Catalent has agreed to manufacture Johnson & Johnson’s lead candidate for a COVID-19 vaccine, committing to a joint investment and technology transfer. The contract manufacturer said it will hire about 300 more workers to start preparations in July 2020 at its site in Bloomington, Indiana. As of last summer, Catalent had about 12,000 employees in 39 facilities around the world. By January 2021, Catalent expects to be able to produce the vaccine 24 hours a day, seven days a week, according to an April 29 statement.

Dive Insight:
The agreement illustrates the extraordinary steps the pharmaceutical industry is taking to meet the challenge of COVID-19. There’s currently no preventive medicine for the novel coronavirus, which has infected more than 3.2 million people across the globe.

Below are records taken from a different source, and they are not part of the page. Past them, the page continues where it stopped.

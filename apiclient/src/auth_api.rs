// SPDX-FileCopyrightText: 2023 Phoenix R&D GmbH <hello@phnx.im>
//
// SPDX-License-Identifier: AGPL-3.0-or-later

//! API client implementation for the auth service

use chrono::{DateTime, Utc};
use hbcommon::identifiers::UserId;
use reqwest::StatusCode;
use secrecy::{ExposeSecret, SecretString};
use serde::{Deserialize, Serialize};
use tracing::{info, warn};

use crate::{ApiClient, util::check_status};

#[derive(Debug, thiserror::Error)]
pub enum AuthRequestError {
    #[error("Not signed in")]
    NotSignedIn,
    #[error("Auth service rejected the request ({status}): {message}")]
    Rejected { status: StatusCode, message: String },
    #[error(transparent)]
    Reqwest(#[from] reqwest::Error),
}

impl From<(StatusCode, String)> for AuthRequestError {
    fn from((status, message): (StatusCode, String)) -> Self {
        if status == StatusCode::UNAUTHORIZED {
            return Self::NotSignedIn;
        }
        Self::Rejected { status, message }
    }
}

/// A user known to the auth service.
#[derive(Debug, Clone, PartialEq, Eq, Deserialize)]
pub struct AuthUser {
    pub id: UserId,
    #[serde(default)]
    pub email: Option<String>,
    #[serde(default)]
    pub user_metadata: UserMetadata,
}

/// Free-form metadata attached to the user on sign up or by the identity provider.
#[derive(Debug, Clone, Default, PartialEq, Eq, Deserialize)]
pub struct UserMetadata {
    #[serde(default)]
    pub name: Option<String>,
    #[serde(default)]
    pub avatar_url: Option<String>,
}

/// An authenticated session.
#[derive(Debug)]
pub struct Session {
    pub access_token: SecretString,
    pub refresh_token: Option<SecretString>,
    pub expires_at: Option<DateTime<Utc>>,
    pub user: AuthUser,
}

#[derive(Deserialize)]
struct SessionBody {
    access_token: String,
    #[serde(default)]
    refresh_token: Option<String>,
    #[serde(default)]
    expires_at: Option<i64>,
    user: AuthUser,
}

impl From<SessionBody> for Session {
    fn from(body: SessionBody) -> Self {
        Self {
            access_token: SecretString::from(body.access_token),
            refresh_token: body.refresh_token.map(SecretString::from),
            expires_at: body
                .expires_at
                .and_then(|secs| DateTime::from_timestamp(secs, 0)),
            user: body.user,
        }
    }
}

/// Response to a sign up request.
///
/// When email confirmation is enabled, the service returns the created user without a session.
#[derive(Debug)]
pub struct SignUpResponse {
    pub user: Option<AuthUser>,
    pub signed_in: bool,
}

#[derive(Deserialize)]
#[serde(untagged)]
enum SignUpBody {
    Session(SessionBody),
    User(AuthUser),
    Empty {},
}

#[derive(Serialize)]
struct PasswordCredentials<'a> {
    email: &'a str,
    password: &'a str,
}

/// Blockchain used to sign in with a wallet.
#[derive(Debug, Clone, Copy, PartialEq, Eq, Hash, Serialize)]
#[serde(rename_all = "lowercase")]
pub enum Web3Chain {
    Ethereum,
    Solana,
}

/// A message signed by a wallet, exchanged for a session.
#[derive(Debug, Clone, Serialize)]
pub struct Web3Credentials {
    pub chain: Web3Chain,
    pub message: String,
    pub signature: String,
}

impl std::fmt::Display for Web3Chain {
    fn fmt(&self, f: &mut std::fmt::Formatter<'_>) -> std::fmt::Result {
        f.write_str(match self {
            Self::Ethereum => "Ethereum",
            Self::Solana => "Solana",
        })
    }
}

impl ApiClient {
    /// Signs in with email and password and stores the session.
    pub async fn sign_in_with_password(
        &self,
        email: &str,
        password: &SecretString,
    ) -> Result<AuthUser, AuthRequestError> {
        let credentials = PasswordCredentials {
            email,
            password: password.expose_secret(),
        };
        let response = self
            .http()
            .post(self.auth_url("token"))
            .query(&[("grant_type", "password")])
            .json(&credentials)
            .send()
            .await?;
        let body: SessionBody = check_status(response).await?.json().await?;
        Ok(self.store_session(body.into()))
    }

    /// Signs in with a message signed by a wallet and stores the session.
    pub async fn sign_in_with_web3(
        &self,
        credentials: &Web3Credentials,
    ) -> Result<AuthUser, AuthRequestError> {
        let response = self
            .http()
            .post(self.auth_url("token"))
            .query(&[("grant_type", "web3")])
            .json(credentials)
            .send()
            .await?;
        let body: SessionBody = check_status(response).await?.json().await?;
        Ok(self.store_session(body.into()))
    }

    /// Registers a new account.
    ///
    /// If the service signs the user in immediately, the session is stored.
    pub async fn sign_up(
        &self,
        email: &str,
        password: &SecretString,
    ) -> Result<SignUpResponse, AuthRequestError> {
        let credentials = PasswordCredentials {
            email,
            password: password.expose_secret(),
        };
        let response = self
            .http()
            .post(self.auth_url("signup"))
            .json(&credentials)
            .send()
            .await?;
        let body: SignUpBody = check_status(response).await?.json().await?;
        Ok(match body {
            SignUpBody::Session(session) => SignUpResponse {
                user: Some(self.store_session(session.into())),
                signed_in: true,
            },
            SignUpBody::User(user) => SignUpResponse {
                user: Some(user),
                signed_in: false,
            },
            SignUpBody::Empty {} => SignUpResponse {
                user: None,
                signed_in: false,
            },
        })
    }

    /// Fetches the user of the current session.
    pub async fn get_user(&self) -> Result<AuthUser, AuthRequestError> {
        if self.bearer().is_none() {
            return Err(AuthRequestError::NotSignedIn);
        }
        let request = self.http().get(self.auth_url("user"));
        let response = self.authorize(request).send().await?;
        Ok(check_status(response).await?.json().await?)
    }

    /// Ends the current session.
    ///
    /// The local session is dropped even if the service fails to revoke it.
    pub async fn sign_out(&self) -> Result<(), AuthRequestError> {
        let Some(bearer) = self.bearer() else {
            return Ok(());
        };
        self.session_lock().write().take();
        let response = self
            .http()
            .post(self.auth_url("logout"))
            .header(reqwest::header::AUTHORIZATION, bearer)
            .send()
            .await?;
        if let Err(error) = check_status(response).await {
            warn!(status = %error.0, message = %error.1, "Failed to revoke session");
            return Err(error.into());
        }
        info!("Signed out");
        Ok(())
    }

    /// The user of the current session, if signed in.
    pub fn session_user(&self) -> Option<AuthUser> {
        self.session_lock()
            .read()
            .as_ref()
            .map(|session| session.user.clone())
    }

    /// Replaces the current session, e.g. with one restored from disk.
    pub fn set_session(&self, session: Option<Session>) {
        *self.session_lock().write() = session;
    }

    fn store_session(&self, session: Session) -> AuthUser {
        let user = session.user.clone();
        info!(user_id = %user.id, "Signed in");
        *self.session_lock().write() = Some(session);
        user
    }
}

#[cfg(test)]
mod test {
    use uuid::Uuid;

    use super::*;

    const USER_ID: &str = "00000000-0000-0000-0000-000000000007";

    fn session_json() -> String {
        format!(
            r#"{{
                "access_token": "jwt",
                "token_type": "bearer",
                "expires_in": 3600,
                "expires_at": 1767225600,
                "refresh_token": "refresh",
                "user": {{
                    "id": "{USER_ID}",
                    "email": "ada@example.com",
                    "user_metadata": {{ "name": "Ada" }}
                }}
            }}"#
        )
    }

    fn client(server: &mockito::Server) -> ApiClient {
        ApiClient::with_url_str(&server.url(), &SecretString::from("anon".to_owned())).unwrap()
    }

    #[tokio::test]
    async fn sign_in_stores_session() {
        let mut server = mockito::Server::new_async().await;
        let token = server
            .mock("POST", "/auth/v1/token")
            .match_query(mockito::Matcher::UrlEncoded(
                "grant_type".into(),
                "password".into(),
            ))
            .match_header("apikey", "anon")
            .match_body(mockito::Matcher::Json(serde_json::json!({
                "email": "ada@example.com",
                "password": "secret",
            })))
            .with_status(200)
            .with_body(session_json())
            .create_async()
            .await;
        let user = server
            .mock("GET", "/auth/v1/user")
            .match_header("authorization", "Bearer jwt")
            .with_status(200)
            .with_body(format!(r#"{{"id": "{USER_ID}", "email": "ada@example.com"}}"#))
            .create_async()
            .await;

        let client = client(&server);
        let signed_in = client
            .sign_in_with_password("ada@example.com", &SecretString::from("secret".to_owned()))
            .await
            .unwrap();
        assert_eq!(signed_in.id, UserId::new(Uuid::from_u128(7)));
        assert_eq!(signed_in.user_metadata.name.as_deref(), Some("Ada"));
        assert_eq!(client.session_user(), Some(signed_in));

        let fetched = client.get_user().await.unwrap();
        assert_eq!(fetched.email.as_deref(), Some("ada@example.com"));
        assert_eq!(fetched.user_metadata, UserMetadata::default());

        token.assert_async().await;
        user.assert_async().await;
    }

    #[tokio::test]
    async fn rejected_credentials() {
        let mut server = mockito::Server::new_async().await;
        server
            .mock("POST", "/auth/v1/token")
            .match_query(mockito::Matcher::Any)
            .with_status(400)
            .with_body(r#"{"error":"invalid_grant","error_description":"Invalid login credentials"}"#)
            .create_async()
            .await;

        let client = client(&server);
        let error = client
            .sign_in_with_password("ada@example.com", &SecretString::from("wrong".to_owned()))
            .await
            .unwrap_err();
        match error {
            AuthRequestError::Rejected { status, message } => {
                assert_eq!(status, StatusCode::BAD_REQUEST);
                assert_eq!(message, "Invalid login credentials");
            }
            other => panic!("unexpected error: {other:?}"),
        }
        assert_eq!(client.session_user(), None);
    }

    #[tokio::test]
    async fn sign_up_without_confirmation_returns_user_only() {
        let mut server = mockito::Server::new_async().await;
        server
            .mock("POST", "/auth/v1/signup")
            .with_status(200)
            .with_body(format!(r#"{{"id": "{USER_ID}", "email": "ada@example.com"}}"#))
            .create_async()
            .await;

        let client = client(&server);
        let response = client
            .sign_up("ada@example.com", &SecretString::from("secret".to_owned()))
            .await
            .unwrap();
        assert!(!response.signed_in);
        assert_eq!(response.user.unwrap().id, UserId::new(Uuid::from_u128(7)));
        assert_eq!(client.session_user(), None);
    }

    #[tokio::test]
    async fn get_user_requires_session() {
        let server = mockito::Server::new_async().await;
        let client = client(&server);
        assert!(matches!(
            client.get_user().await,
            Err(AuthRequestError::NotSignedIn)
        ));
        // Without a session, signing out is a local no-op.
        client.sign_out().await.unwrap();
    }

    #[tokio::test]
    async fn sign_out_drops_session_even_on_failure() {
        let mut server = mockito::Server::new_async().await;
        server
            .mock("POST", "/auth/v1/token")
            .match_query(mockito::Matcher::Any)
            .with_status(200)
            .with_body(session_json())
            .create_async()
            .await;
        server
            .mock("POST", "/auth/v1/logout")
            .with_status(500)
            .create_async()
            .await;

        let client = client(&server);
        client
            .sign_in_with_password("ada@example.com", &SecretString::from("secret".to_owned()))
            .await
            .unwrap();
        assert!(client.sign_out().await.is_err());
        assert_eq!(client.session_user(), None);
    }
}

Usually, vaccines take many years to develop, with enormous clinical trials and complicated manufacturing hurdles to overcome. Johnson & Johnson is trying to get its vaccine hopeful ready in less than a year, aiming for clinical testing in September and availability for emergency use in early 2021.

The pharmaceutical giant says it’s preparing for production at its own facility in the Netherlands as it signs deals with other manufacturers. Johnson & Johnson is investing in the vaccine “at risk” — meaning it’s producing doses without any surety that clinical testing will prove it works — and says it won’t take a profit from the vaccine for emergency pandemic use.

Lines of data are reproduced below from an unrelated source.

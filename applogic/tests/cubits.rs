// SPDX-FileCopyrightText: 2026 Phoenix R&D GmbH <hello@phnx.im>
//
// SPDX-License-Identifier: AGPL-3.0-or-later

use std::time::Duration;

use hbapplogic::api::{
    dashboard_cubit::DashboardCubit, idea_details_cubit::IdeaDetailsCubit,
    ideas_cubit::IdeasCubit,
};
use hbcoreclient::{CoreClient, IdeaStatus, IdeaUpdate, NewIdea};
use hbtest_harness::{InMemoryBackend, init_test_tracing};
use secrecy::SecretString;
use tokio_stream::StreamExt;

async fn signed_in() -> (CoreClient<InMemoryBackend>, InMemoryBackend) {
    init_test_tracing();
    let backend = InMemoryBackend::new();
    backend.add_account("ada@example.com", "pw", Some("Ada"));
    let client = CoreClient::new(backend.clone());
    client
        .sign_in("ada@example.com", &SecretString::from("pw".to_owned()))
        .await
        .unwrap();
    (client, backend)
}

#[tokio::test]
async fn dashboard_follows_the_store() {
    let (client, _) = signed_in().await;
    let cubit = DashboardCubit::new(&client);
    assert!(cubit.state().featured_ideas.is_empty());
    let mut states = cubit.stream();
    states.next().await.unwrap();

    client.add_idea(NewIdea::new("Focus Timer")).await.unwrap();

    let state = tokio::time::timeout(Duration::from_secs(1), states.next())
        .await
        .unwrap()
        .unwrap();
    assert_eq!(state.featured_ideas[0].title, "Focus Timer");
}

#[tokio::test]
async fn ideas_filter_applies_to_new_ideas() {
    let (client, _) = signed_in().await;
    let cubit = IdeasCubit::new(&client);
    cubit.set_status_filter(Some(IdeaStatus::Building));
    let mut states = cubit.stream();
    states.next().await.unwrap();

    let idea_id = client.add_idea(NewIdea::new("Focus Timer")).await.unwrap();
    tokio::time::sleep(Duration::from_millis(20)).await;
    assert!(cubit.state().ideas.is_empty());

    client
        .update_idea(
            idea_id,
            IdeaUpdate {
                status: Some(IdeaStatus::Building),
                ..Default::default()
            },
        )
        .await
        .unwrap();
    tokio::time::sleep(Duration::from_millis(20)).await;
    assert_eq!(cubit.state().ideas.len(), 1);
}

#[tokio::test]
async fn idea_details_toggle_task() {
    let (client, backend) = signed_in().await;
    let idea_id = backend.seed_idea("Focus Timer", None);
    let task_id = backend.seed_task(idea_id, "Sketch", false);
    client.fetch_initial_data().await;
    let mut cubit = IdeaDetailsCubit::new(&client, idea_id);
    assert_eq!(cubit.state().total_tasks, 1);
    assert_eq!(cubit.state().completed_tasks, 0);

    cubit.toggle_task(task_id).await.unwrap();
    tokio::time::sleep(Duration::from_millis(20)).await;
    assert_eq!(cubit.state().completed_tasks, 1);

    cubit.close();
    assert!(cubit.is_closed());
}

The company last week inked a deal with Emergent BioSolutions Inc. for drug substance manufacturing services and reserved capacity for commercial manufacturing of the vaccine. Johnson & Johnson intends to be able to eventually supply more than 1 billion doses around the world.

Pfizer Inc. is also racing to get a vaccine to market, on an even faster timeline. The drugmaker and partner BioNTech are already running a clinical trial in Germany, and Pfizer expects U.S. clearance to begin human testing soon.

If the studies are a success and regulatory approvals come through, doses might be available as early as the fourth quarter of this year, Pfizer CEO Albert Bourla told investors on a conference call. The company is also planning to start manufacturing its vaccine at risk.

Meanwhile, competitors Sanofi and GlaxoSmithKline have come together in an unusual alliance to work on a vaccine and expect to begin clinical testing in the second half of this year. When the companies made the announcement earlier this month, their target for availability was the second half of 2021.

Smaller companies are also part of the rush to address the pandemic. Moderna won a U.S. government award of as much as $483 million for its vaccine candidate. The company plans to hire as many as many as 150 extra workers, representing an increase of almost 20% to its workforce.

The National Institutes of Health is leading a Phase 1 study Moderna’s candidate, dubbed mRNA-1273. Moderna says a Phase 3 study may be possible this fall.